Quello che fa di Viani un grande maestro, troppo spesso dimenticato, è la maestria nel far coesistere nelle sue opere drammaticità e lirismo e grazia poetica, nel sentire, l'umile commozione di fronte ai diseredati.
La povertà di mezzi artistici è una scelta, la scabra pittura diviene essenzialità, la sobrietà un animalesco istinto nel cogliere le forme della vita degli umili, della fame, della prigione, delle malattie, della solitudine, della lotta con la campagna o con il mare, della guerra, della pazzia e del dolore.

L'opera narrativa di Viani costituisce un esempio tipico di espressionismo dialettale, le sue origini sono in una visione sconvolta delle cose, turbata dal profondo, che si traduce in un'esasperata deformazione dei paesaggi come dei volti umani, lo scrittore si serve di una straordinaria ricchezza verbale, attinta al fondo dialettale viareggino, al gergo marinaro o soldatesco o furbesco, dove più gli è possibile ricavare, esasperazioni espressionistiche.
II dialetto della Versilia e della Lucchesia, così vivace nella lingua di Enrico Pea, diventa lirico fervore in Lorenzo Viani, pittore espressionista che comincia a diventare famoso all'inizio degli anni Trenta. Viani non è il solo, nella letteratura del secolo, in cui pittura e scrittura si danno la mano illuminandosi a vicenda come nei casi di Ardengo Soffici Luigi Bartolini e Filippo De Pisis, ma resta davvero singolare come il suo estro di scrittore, che prese l'ispirazione dall'impressionismo che si respirava attorno alla rivista letteraria La Voce, debba molto al disegno, al carattere mosso e deformante della sua attività dì pittore.

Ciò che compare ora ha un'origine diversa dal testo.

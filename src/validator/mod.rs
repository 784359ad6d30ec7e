//! # Worklist validation
//!
//! Integrity checks for a saved GWL worklist, for files written by this crate or by
//! hand.
//!
//! ## Checks
//!
//! 1. **Header**: the comment header block is present
//! 2. **Syntax**: every command line parses
//! 3. **Command count**: the header's declared count matches the body
//! 4. **Liquid flow**: no dispense on a channel that has not aspirated since its
//!    last `W` line
//! 5. **Volumes**: no zero-volume aspirate or dispense
//!
//! Content problems become report entries; only I/O errors are returned as `Err`.
//!
//! ```rust,no_run
//! use fluent_worklist::validator::validate_worklist_file;
//! use std::path::Path;
//!
//! let report = validate_worklist_file(Path::new("dilution.gwl"))?;
//! println!("{}", report);
//! # Ok::<(), fluent_worklist::validator::ValidationError>(())
//! ```

mod commands;
mod header;
mod report;

use std::path::Path;

pub use report::{CheckStatus, ValidationCheck, ValidationReport};

/// Errors that prevent validation from running
#[derive(Debug, thiserror::Error)]
pub enum ValidationError {
    /// The file could not be read
    #[error("I/O error: {0}")]
    IoError(#[from] std::io::Error),
}

/// Validate the worklist file at `path`
pub fn validate_worklist_file(path: &Path) -> Result<ValidationReport, ValidationError> {
    let text = std::fs::read_to_string(path)?;
    Ok(validate_worklist_text(path.display().to_string(), &text))
}

/// Validate worklist text; `label` names it in the report
pub fn validate_worklist_text(label: impl Into<String>, text: &str) -> ValidationReport {
    let mut report = ValidationReport::new(label);

    let header = header::check_header(text, &mut report);
    if let Some(commands) = commands::check_syntax(text, &mut report) {
        header::check_declared_count(text, &header, &mut report);
        commands::check_liquid_flow(&commands, &mut report);
        commands::check_volumes(&commands, &mut report);
    }

    report
}

#[cfg(test)]
mod tests {
    use super::*;
    use crate::worklist::{Worklist, WorklistConfig};
    use crate::format::WorklistFormat;

    fn saved_worklist() -> String {
        let mut wl = Worklist::new(WorklistConfig::fca("Valid")).unwrap();
        wl.pick_up(None, &[0]).unwrap();
        wl.aspirate("Plate", &["A1"], &[100.0], None, &[0]).unwrap();
        wl.dispense("Plate", &["A2"], &[100.0], None, &[0]).unwrap();
        wl.serialize(WorklistFormat::Gwl).unwrap()
    }

    fn check<'a>(report: &'a ValidationReport, name: &str) -> &'a ValidationCheck {
        report
            .checks
            .iter()
            .find(|c| c.name == name)
            .unwrap_or_else(|| panic!("no check named {name}"))
    }

    #[test]
    fn test_validation_report_display() {
        let mut report = ValidationReport::new("test.gwl");
        report.add_check(ValidationCheck::ok("Check 1"));
        report.add_check(ValidationCheck::warning("Check 2", "This is a warning"));
        report.add_check(ValidationCheck::failed("Check 3", "This failed"));

        let output = format!("{}", report);
        assert!(output.contains("✓"));
        assert!(output.contains("⚠"));
        assert!(output.contains("✗"));
        assert!(output.contains("1 passed, 1 warnings, 1 failed"));
        assert!(output.contains("Validation FAILED"));
    }

    #[test]
    fn test_builder_output_passes() {
        let report = validate_worklist_text("valid.gwl", &saved_worklist());
        assert!(!report.has_failures(), "{report}");
        assert!(!report.has_warnings(), "{report}");
        assert_eq!(report.success_count(), 5);
    }

    #[test]
    fn test_missing_header_warns() {
        let report = validate_worklist_text("bare.gwl", "A;Plate;;;1;;10.0;Water;;1;\nD;Plate;;;2;;10.0;Water;;1;\n");
        assert!(!report.has_failures());
        assert!(check(&report, "Header block").status.is_warning());
    }

    #[test]
    fn test_bad_line_fails() {
        let text = saved_worklist().replace(";;100.0;", ";;lots;");
        let report = validate_worklist_text("broken.gwl", &text);
        assert!(report.has_failures());
        match &check(&report, "Command syntax").status {
            CheckStatus::Failed(msg) => assert!(msg.contains("Line 7"), "{msg}"),
            other => panic!("unexpected status {other:?}"),
        }
    }

    #[test]
    fn test_declared_count_mismatch_warns() {
        let text = saved_worklist().replace("C;Commands: 2", "C;Commands: 5");
        let report = validate_worklist_text("count.gwl", &text);
        assert_eq!(report.warning_count(), 1);
        assert!(check(&report, "Declared command count").status.is_warning());
    }

    #[test]
    fn test_dispense_without_aspirate_warns() {
        let text = "W;;;;;;;;;1;\nD;Plate;;;2;;10.0;Water;;1;\nA;Plate;;;1;;10.0;Water;;2;\nD;Plate;;;2;;10.0;Water;;2;\n";
        let report = validate_worklist_text("flow.gwl", text);
        let flow = check(&report, "Liquid flow");
        assert!(flow.status.is_warning(), "{report}");
        match &flow.status {
            CheckStatus::Warning(msg) => assert!(msg.contains("command 1"), "{msg}"),
            other => panic!("unexpected status {other:?}"),
        }
    }

    #[test]
    fn test_zero_volume_warns() {
        let text = "A;Plate;;;1;;0.0;Water;;1;\nD;Plate;;;2;;0.0;Water;;1;\n";
        let report = validate_worklist_text("zero.gwl", text);
        assert!(check(&report, "Volumes").status.is_warning());
    }

    #[test]
    fn test_missing_file_is_an_error() {
        let result = validate_worklist_file(Path::new("/nonexistent/worklist.gwl"));
        assert!(matches!(result, Err(ValidationError::IoError(_))));
    }
}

Dal Viani al suo modo un po' provinciale di richiamarsi al "Manipolo dell'Apua" , che ebbe in Ceccardo Roccatagliata Ceccardi il suo alfiere, e a una rozza base di contestazione civile, poco ci si dovrebbe attendere dall'immaginazione dello scrittore, viceversa, il taglio della sua prosa, visivo e spesso allucinato, la variegata galleria di tipi derelitti e folli da lui adunata su una base di ingenua fraternità, spezzano in più d'un tratto nei romanzi Parigi Angiò e Uomo d'acqua, quella sorta di compiacimento anticonformista e antiborghese prevalente in certi scritti, sui quali l'autore volle crearsi una piccola leggenda, esponendosi in prima fila con storie che oggi non interessano più. E ci si riferisce in modo particolare ai ricordi autobiografici, distribuiti in Gli ubriachi (1923) o in Il figlio del pastore (1930), e in vari altri libri formati da artìcoli (ne scrisse circa trecento) dove campeggiano i Vàgerì, che sono insieme protagonisti del lessico di Viani e della sua tensione ideale verso la vita e l'avventura. Il meglio dì questo scrittore sta dunque nella riuscita involontaria, come in Angiò (1928), dove la condizione del nano, uomo di mare e sconfitto dal mare medesimo, tocca punte dì allegorica pietà. Ma a Viani interessava, raccontando la miseria dei luoghi, come più tardi sarà ne Le chiavi nel pozzo (1935) l'osservazione del manicomio, soprattutto il calarsi in quell'aspro ambiente di rivolta, per attentare da semplice dinamitardo di provincia alla letteratura e all'arte composta da altri, definiti dallo scrittore con malcelata supponenza "i vincitori" baciati dal successo.



... Un ombrellaccio da pioggia aperto rovesciato e confitto in terra è la bottega dell'ambulante, quando piove l'ambulante si mette la bottega sul capo e va per la campagna felice e beato. Baruffi di refe, cartine d'aghi, gomitoli, ghiomi, carta e buste, ceralacca e spago. Sulla cima di ogni stecca è appiccato un bamboccio e uomini col fischio al culo, ma di sasso.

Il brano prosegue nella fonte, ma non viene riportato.